出張で同じだった T氏は、宿がカプセルホテルでもいいが、カプセル内に電源コンセントがないのは論外なのだそうだ。人は、寝床に携帯機器の充電機能を強く求めるようになった。

人は(人が人であるためには)、外部エネルギー源を必要とする生物である

人が松明(たいまつ)・ランプ・カンテラを持たなくなってから、携帯電話が普及するまで、外部エネルギーの使用機器は、定置式であった。

現在は、高度な機能を携帯できるまでの小型化、省エネルギー化とバッテリーの性能向上により、スマートフォンをはじめとした携帯機器が実現・普及した。携帯機器においても外部エネルギーは使用される。携帯機器への充電は、一定の地位を占める日々の課題である。

私たちは、自分の腹の空き具合と同様に、携帯機器のバッテリー残量を気にしなくてはいけない。
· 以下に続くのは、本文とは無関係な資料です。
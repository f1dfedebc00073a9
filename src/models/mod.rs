pub mod artifact;
pub mod config;
pub mod layout;
pub mod record;

pub use artifact::{ArtifactKind, BatchFailure, BatchResult, RenderArtifact};
pub use config::AppConfig;
pub use layout::{Anchor, Canvas, Field, FieldLayout, LayoutSpec, SignatureBox, Target, TargetLayout};
pub use record::{
    format_issue_date, CertificateFilter, CertificateRecord, CertificateUpdate, StoredCertificate,
};
//! Batch rendering and zip packaging.

use std::collections::HashSet;
use std::io::{Cursor, Write};
use std::sync::Arc;
use zip::write::SimpleFileOptions;
use zip::{CompressionMethod, ZipWriter};

use super::{ArtifactStore, RenderPipeline};
use crate::error::{CertificateError, StorageError};
use crate::models::{ArtifactKind, BatchFailure, BatchResult, CertificateRecord, RenderArtifact};
use crate::rendering::SignatureSource;

pub struct BatchOrchestrator {
    pipeline: Arc<RenderPipeline>,
    artifacts: Arc<ArtifactStore>,
}

impl BatchOrchestrator {
    pub fn new(pipeline: Arc<RenderPipeline>, artifacts: Arc<ArtifactStore>) -> Self {
        Self {
            pipeline,
            artifacts,
        }
    }

    /// Render and store `kind` for every record, one at a time. A failing
    /// record is reported and the batch moves on.
    pub async fn generate_all(
        &self,
        records: &[CertificateRecord],
        kind: ArtifactKind,
    ) -> BatchResult {
        let mut result = BatchResult::default();

        for record in records {
            match self.generate_one(record, kind).await {
                Ok(artifact) => result.succeeded.push(artifact),
                Err(e) => {
                    tracing::warn!(
                        serial = %record.serial_number,
                        reason = %e.reason(),
                        error = %e,
                        "Batch record failed"
                    );
                    result.failed.push(BatchFailure {
                        serial_number: record.serial_number.clone(),
                        reason: e.reason(),
                        message: e.to_string(),
                    });
                }
            }
        }

        tracing::info!(
            kind = %kind,
            succeeded = result.succeeded.len(),
            failed = result.failed.len(),
            "Batch finished"
        );
        result
    }

    async fn generate_one(
        &self,
        record: &CertificateRecord,
        kind: ArtifactKind,
    ) -> Result<RenderArtifact, CertificateError> {
        record.validate()?;
        let signature = SignatureSource::for_record(record, false);
        let bytes = self.pipeline.render(record, kind, &signature).await?;
        Ok(self
            .artifacts
            .save(&bytes, &record.serial_number, kind)
            .await?)
    }

    /// Fold artifacts of `kind` into a zip with entries `<serial>.<ext>`.
    /// Files that vanished are skipped. After a PDF bundle, lingering
    /// temporary PDFs are swept.
    pub async fn package_as_zip(
        &self,
        artifacts: &[RenderArtifact],
        kind: ArtifactKind,
    ) -> Result<Vec<u8>, StorageError> {
        let mut entries = Vec::new();
        let mut names = HashSet::new();

        for artifact in artifacts.iter().filter(|a| a.kind == kind) {
            let name = artifact.bundle_name();
            if names.contains(&name) {
                continue;
            }
            match tokio::fs::read(&artifact.path).await {
                Ok(bytes) => {
                    names.insert(name.clone());
                    entries.push((name, bytes));
                }
                Err(e) if e.kind() == std::io::ErrorKind::NotFound => {
                    tracing::debug!(path = %artifact.path.display(), "Skipping missing artifact");
                }
                Err(e) => return Err(StorageError::io(&artifact.path, e)),
            }
        }

        let entry_count = entries.len();
        let bytes = tokio::task::spawn_blocking(move || write_zip(entries))
            .await
            .map_err(|e| StorageError::Zip(format!("zip task failed: {e}")))??;

        tracing::info!(kind = %kind, entries = entry_count, bytes = bytes.len(), "Zip bundle built");

        if kind == ArtifactKind::Pdf {
            if let Err(e) = self.artifacts.sweep_temporary(ArtifactKind::Pdf).await {
                tracing::warn!(error = %e, "Temporary PDF sweep failed");
            }
        }

        Ok(bytes)
    }
}

fn write_zip(entries: Vec<(String, Vec<u8>)>) -> Result<Vec<u8>, StorageError> {
    let options = SimpleFileOptions::default().compression_method(CompressionMethod::Deflated);
    let mut zip = ZipWriter::new(Cursor::new(Vec::new()));

    for (name, bytes) in entries {
        zip.start_file(name, options)
            .map_err(|e| StorageError::Zip(e.to_string()))?;
        zip.write_all(&bytes)
            .map_err(|e| StorageError::Zip(e.to_string()))?;
    }

    let cursor = zip.finish().map_err(|e| StorageError::Zip(e.to_string()))?;
    Ok(cursor.into_inner())
}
 ・携帯機器そして、そのバッテリーが、個人の所有物であり、

 ・携帯機器の稼働状態が、個人の能力(:携帯機器の能力も含めた総合的能力)を増減させる

のであるから、そうなるのは当然である。

電源の確保問題(:電力会社にとっては、配電の問題)は、これまで電力会社や建設業者が解決してきた課題、新しい電気機器を導入する際の一過性の課題であった。これが、個人にとっての永続的な課題になることは、個人と社会インフラの関係を変化させるだろう。

電力会社による大送配電網という社会インフラへの依存を意識した人々は、その依存を深める個人と、依存を弱めようとする個人の2種類に分かれるだろう。つまり、社会インフラの、いままで機械的だった部分に、人間集団による思想が組み込まれることになる。